Edna St Vincent Millay

             Analysis of "Love Is Not All" by Edna St. Vincent Millay
             Edna St. Vincent Millay's sonnet "Love Is Not All" describes love unlike other sonnet's by great poetics. It does not intially portray love as a universal feeling of magnitude felt by all. It is as orindary and unimportant as many objects that are taken for granted in this age. Although love can never be forgotten or traded in for ones life it is still of importance in this sonnet. These ideas are described with help of figurative language and the conventions of the Shakepearean sonnet with some minor alterations.

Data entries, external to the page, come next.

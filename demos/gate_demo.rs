//! Example: bounding concurrent file access with a gate
//!
//! Run with: `cargo run --example gate_demo`

use filer::*;
use std::io::{Seek, SeekFrom, Write};
use std::time::Duration;

#[tokio::main]
async fn main() -> Result<(), Box<dyn std::error::Error>> {
    // Allow two open files at a time and print shutdown diagnostics
    let gate = FileGate::builder()
        .limit(2)
        .diagnostics(|msg| println!("[diagnostics] {msg}"))
        .build();
    println!("Created gate with limit {}", gate.limit());

    // Eight workers compete for two slots
    let mut workers = Vec::new();
    for id in 0..8 {
        let gate = gate.clone();
        workers.push(tokio::spawn(async move {
            let mut file = gate.temp_file("", &format!("worker-{id}-"), ".txt").await?;
            writeln!(file, "hello from worker {id}")?;
            file.seek(SeekFrom::Start(0))?;
            tokio::time::sleep(Duration::from_millis(100)).await;
            println!("worker {id} wrote {}", file.path().display());
            file.close()?;
            Ok::<_, GateError>(())
        }));
    }
    for worker in workers {
        worker.await??;
    }
    println!("Peak concurrently open files: {}", gate.stats().peak);

    // Leave one file open and let shutdown close it
    let _forgotten = gate.temp_file("", "forgotten-", ".txt").await?;
    match gate.shutdown(Some(Duration::from_millis(200))).await {
        Ok(()) => println!("All files closed in time"),
        Err(e) => println!("Shutdown: {e}"),
    }

    Ok(())
}
//! Open flags and permissions passed to a file backend.

/// How a file should be opened.
///
/// Mirrors the flag set of [`std::fs::OpenOptions`] plus the permission bits
/// applied when the file is created, so that backends other than the OS one
/// can inspect the request.
#[derive(Debug, Clone, Copy, PartialEq, Eq)]
pub struct OpenMode {
    pub read: bool,
    pub write: bool,
    pub append: bool,
    pub truncate: bool,
    pub create: bool,
    pub create_new: bool,
    /// Permission bits for newly created files (ignored on non-unix platforms).
    pub permissions: u32,
}

impl OpenMode {
    /// Default permission bits for created files, before the umask.
    pub const DEFAULT_PERMISSIONS: u32 = 0o666;

    /// Permission bits used for temporary files.
    pub const TEMP_PERMISSIONS: u32 = 0o600;

    /// Open an existing file for reading only.
    pub const fn read_only() -> Self {
        Self {
            read: true,
            write: false,
            append: false,
            truncate: false,
            create: false,
            create_new: false,
            permissions: Self::DEFAULT_PERMISSIONS,
        }
    }

    /// Create a new file for reading and writing, failing if it already exists.
    pub const fn exclusive_create() -> Self {
        Self {
            read: true,
            write: true,
            append: false,
            truncate: false,
            create: false,
            create_new: true,
            permissions: Self::TEMP_PERMISSIONS,
        }
    }

    pub const fn read(mut self, read: bool) -> Self {
        self.read = read;
        self
    }

    pub const fn write(mut self, write: bool) -> Self {
        self.write = write;
        self
    }

    pub const fn append(mut self, append: bool) -> Self {
        self.append = append;
        self
    }

    pub const fn truncate(mut self, truncate: bool) -> Self {
        self.truncate = truncate;
        self
    }

    pub const fn create(mut self, create: bool) -> Self {
        self.create = create;
        self
    }

    pub const fn create_new(mut self, create_new: bool) -> Self {
        self.create_new = create_new;
        self
    }

    pub const fn permissions(mut self, permissions: u32) -> Self {
        self.permissions = permissions;
        self
    }
}

impl Default for OpenMode {
    fn default() -> Self {
        Self::read_only()
    }
}
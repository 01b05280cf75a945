//! Timeout and deadline helpers.

use std::time::Duration;

use tokio::time::Instant;

/// Represents a timeout duration for gate operations.
///
/// - `Some(duration)` - Wait up to this duration
/// - `None` - Wait indefinitely
pub type Timeout = Option<Duration>;

/// A point in time after which a wait gives up.
#[derive(Debug, Clone, Copy)]
pub struct Deadline {
    at: Option<Instant>,
    budget: Option<Duration>,
}

impl Deadline {
    pub const NEVER: Self = Self {
        at: None,
        budget: None,
    };

    /// Starts a deadline that expires `timeout` from now.
    pub fn after(timeout: Timeout) -> Self {
        match timeout {
            None => Self::NEVER,
            Some(budget) => Self {
                at: Some(Instant::now() + budget),
                budget: Some(budget),
            },
        }
    }

    /// The duration this deadline was started with (zero for infinite deadlines).
    pub fn budget(&self) -> Duration {
        self.budget.unwrap_or_default()
    }

    pub fn is_elapsed(&self) -> bool {
        self.at.is_some_and(|at| Instant::now() >= at)
    }

    /// Time left before expiry; `None` for infinite deadlines.
    pub fn remaining(&self) -> Option<Duration> {
        self.at.map(|at| at.saturating_duration_since(Instant::now()))
    }
}
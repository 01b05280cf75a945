//! Operating system file backend.

use std::fs::{File, OpenOptions};
use std::io;
use std::path::Path;

use filer_core::mode::OpenMode;
use filer_core::traits::FileBackend;

use crate::limit::open_file_ceiling;

/// Backend that opens real files with [`std::fs`].
#[derive(Debug, Clone, Copy, Default)]
pub struct StdBackend;

impl StdBackend {
    pub const fn new() -> Self {
        Self
    }

    fn options(mode: &OpenMode) -> OpenOptions {
        let mut options = OpenOptions::new();
        options
            .read(mode.read)
            .write(mode.write)
            .append(mode.append)
            .truncate(mode.truncate)
            .create(mode.create)
            .create_new(mode.create_new);
        #[cfg(unix)]
        {
            use std::os::unix::fs::OpenOptionsExt;
            options.mode(mode.permissions);
        }
        options
    }
}

impl FileBackend for StdBackend {
    type File = File;

    fn open(&self, path: &Path, mode: &OpenMode) -> io::Result<File> {
        Self::options(mode).open(path)
    }

    #[cfg(unix)]
    fn close(&self, file: File) -> io::Result<()> {
        use std::os::unix::io::IntoRawFd;

        // Dropping a File discards close(2) errors, so close the descriptor directly.
        let fd = file.into_raw_fd();
        // SAFETY: fd was just released by `into_raw_fd` and is owned by nobody else.
        if unsafe { libc::close(fd) } != 0 {
            return Err(io::Error::last_os_error());
        }
        Ok(())
    }

    #[cfg(not(unix))]
    fn close(&self, file: File) -> io::Result<()> {
        drop(file);
        Ok(())
    }

    fn remove(&self, path: &Path) -> io::Result<()> {
        std::fs::remove_file(path)
    }

    fn open_file_ceiling(&self) -> Option<u64> {
        open_file_ceiling()
    }
}
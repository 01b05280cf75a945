//! Bounded admission of operating system file handles.
//!
//! A [`FileGate`] lets many independent tasks open files without exceeding a
//! process-wide descriptor budget. Opening a file reserves one of the gate's
//! slots and waits when every slot is taken; closing the file frees the slot
//! and wakes one waiter. Shutting the gate down refuses new opens, waits for
//! open files to be closed, and closes whatever is left once a deadline passes.
//!
//! # Quick Start
//!
//! ```rust,no_run
//! use filer::*;
//! use std::io::Write;
//! use std::time::Duration;
//!
//! #[tokio::main]
//! async fn main() -> Result<(), Box<dyn std::error::Error>> {
//!     // At most 16 files open at once
//!     let gate = FileGate::new(16);
//!
//!     // A scratch file, deleted when closed
//!     let mut scratch = gate.temp_file("", "report-", ".csv").await?;
//!     writeln!(scratch, "id,total")?;
//!     scratch.close()?;
//!
//!     // Refuse new opens and give open files five seconds to close
//!     gate.shutdown(Some(Duration::from_secs(5))).await?;
//!     Ok(())
//! }
//! ```
//!
//! # Configuration
//!
//! ```rust,no_run
//! use filer::{FileGate, NoCreatorTracking};
//!
//! let gate = FileGate::builder()
//!     .limit(0) // derive from RLIMIT_NOFILE
//!     .temp_dir("/var/tmp/myapp")
//!     .diagnostics(|msg| eprintln!("{msg}"))
//!     .creator_tracker(NoCreatorTracking)
//!     .build();
//! ```
//!
//! # Crate Organization
//!
//! This is a meta-crate that re-exports types from:
//! - `filer-core`: errors, open modes, call-site tracking, and the backend trait
//! - `filer-fs`: the gate, its file handles, and the OS backend
//!
//! For fine-grained control, you can depend on individual crates instead.

// Re-export core types and traits
pub use filer_core::*;

// Re-export the gate and OS backend
pub use filer_fs::*;
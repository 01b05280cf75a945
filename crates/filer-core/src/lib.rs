//! Core traits and types for bounded file handle admission.

pub mod callsite;
pub mod error;
pub mod mode;
pub mod prelude;
pub mod timeout;
pub mod traits;

pub use error::{GateError, GateResult};
pub use prelude::*;
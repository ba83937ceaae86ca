//! Tracing subscriber setup: stdout plus an optional daily-rolling log file.

use std::path::Path;

use tracing_appender::non_blocking::WorkerGuard;
use tracing_subscriber::{EnvFilter, fmt, layer::SubscriberExt, util::SubscriberInitExt};

use crate::config::LoggingConfig;

/// Install the global subscriber.
///
/// The returned guard flushes the file writer on drop and must be held for
/// the lifetime of the process.
pub fn init_logging(config: &LoggingConfig) -> anyhow::Result<Option<WorkerGuard>> {
    let filter = EnvFilter::try_from_default_env()
        .or_else(|_| EnvFilter::try_new(&config.level))
        .unwrap_or_else(|_| EnvFilter::new("info"));

    let registry = tracing_subscriber::registry()
        .with(filter)
        .with(fmt::layer().with_target(true));

    match config.file.as_deref() {
        Some(file) => {
            let path = Path::new(file);
            let dir = path.parent().filter(|p| !p.as_os_str().is_empty()).unwrap_or(Path::new("."));
            let file_name = path
                .file_name()
                .ok_or_else(|| anyhow::anyhow!("Invalid log file path: {}", file))?;
            std::fs::create_dir_all(dir)?;

            let appender = tracing_appender::rolling::daily(dir, file_name);
            let (writer, guard) = tracing_appender::non_blocking(appender);
            registry
                .with(fmt::layer().with_ansi(false).with_writer(writer))
                .try_init()?;
            Ok(Some(guard))
        },
        None => {
            registry.try_init()?;
            Ok(None)
        },
    }
}
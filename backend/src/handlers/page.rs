//! Chat page and the small read-only endpoints it relies on.

use std::sync::Arc;

use axum::{
    Json,
    extract::State,
    http::StatusCode,
    response::{Html, IntoResponse, Response},
};
use rust_embed::RustEmbed;

use crate::AppState;
use crate::models::{LanguageInfo, StatusResponse};
use crate::services::tutor::LANGUAGES;

#[derive(RustEmbed)]
#[folder = "web/"]
struct WebAssets;

/// GET /
pub async fn index() -> Response {
    match WebAssets::get("index.html") {
        Some(file) => Html(String::from_utf8_lossy(&file.data).into_owned()).into_response(),
        None => {
            tracing::error!("index.html is missing from embedded assets");
            (StatusCode::NOT_FOUND, "index.html not found").into_response()
        },
    }
}

/// List supported target languages
#[utoipa::path(
    get,
    path = "/api/languages",
    responses(
        (status = 200, description = "Language catalog in display order", body = Vec<LanguageInfo>)
    ),
    tag = "Tutor"
)]
pub async fn list_languages() -> Json<Vec<LanguageInfo>> {
    Json(
        LANGUAGES
            .iter()
            .map(|(code, name)| LanguageInfo { code: code.to_string(), name: name.to_string() })
            .collect(),
    )
}

/// Report whether the completion API is usable
#[utoipa::path(
    get,
    path = "/api/status",
    responses(
        (status = 200, description = "Service status", body = StatusResponse)
    ),
    tag = "Tutor"
)]
pub async fn get_status(State(state): State<Arc<AppState>>) -> Json<StatusResponse> {
    Json(StatusResponse {
        credential_configured: state.tutor_service.is_available(),
        model: state.tutor_service.model().to_string(),
    })
}
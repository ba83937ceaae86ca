pub mod tutor;

pub use tutor::TutorService;
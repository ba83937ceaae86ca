//! Jazykový AI: a chat backend for Czech-speaking language learners.
//!
//! A single `POST /ask` endpoint wraps the learner's message in a tutoring
//! prompt and forwards it to an OpenAI-compatible completion API.

pub mod config;
pub mod handlers;
pub mod models;
pub mod services;
pub mod utils;

#[cfg(test)]
mod tests;

use std::sync::Arc;

use axum::{
    Router,
    routing::{get, post},
};
use tower_http::{cors::CorsLayer, trace::TraceLayer};
use utoipa::OpenApi;
use utoipa_swagger_ui::SwaggerUi;

use crate::config::Config;
use crate::services::tutor::{CompletionClient, OpenAIClient, TutorService};

/// Shared, read-only application state.
pub struct AppState {
    pub tutor_service: Arc<TutorService>,
}

impl AppState {
    /// Wire services from configuration.
    ///
    /// Without an API key no client is created; requests then fail with the
    /// missing-credential error instead of the process refusing to start.
    pub fn from_config(config: &Config) -> anyhow::Result<Self> {
        let client: Option<Arc<dyn CompletionClient>> = match config.openai.credential() {
            Some(key) => Some(Arc::new(OpenAIClient::new(
                key,
                config.openai.base_url.clone(),
                config.openai.timeout(),
            )?)),
            None => None,
        };

        let tutor_service = Arc::new(TutorService::new(client, config.openai.timeout()));
        Ok(Self { tutor_service })
    }
}

#[derive(OpenApi)]
#[openapi(
    paths(
        handlers::ask::ask,
        handlers::page::list_languages,
        handlers::page::get_status,
    ),
    components(schemas(
        models::AskRequest,
        models::AskResponse,
        models::LanguageInfo,
        models::StatusResponse,
        utils::error::ApiErrorResponse,
    )),
    tags(
        (name = "Tutor", description = "Language tutoring chat")
    )
)]
pub struct ApiDoc;

pub fn build_router(state: Arc<AppState>) -> Router {
    let api = Router::new()
        .route("/", get(handlers::page::index))
        .route("/ask", post(handlers::ask::ask))
        .route("/api/languages", get(handlers::page::list_languages))
        .route("/api/status", get(handlers::page::get_status))
        .with_state(state);

    api.merge(SwaggerUi::new("/swagger-ui").url("/api-docs/openapi.json", ApiDoc::openapi()))
        .layer(TraceLayer::new_for_http())
        .layer(CorsLayer::permissive())
}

             In the first octave of "Love Is Not All", Millay shows that love is arbritrary, it is not food or water, and it will not save a drowning man from death or give one air to breath, it is mearly an emotion that conquers all others and makes everything else absolete. This poem uses indirect theme and abrupt change in message to add more emphasis to the meaning of the poem. By beginning the poem with an image that contrasts the main theme, Millay is able to inflict a more vivid impression on the reader. Even the title gives us an idea of what the poem's theme is likely to be. "Love is not all" suggests that the persona is decrying love.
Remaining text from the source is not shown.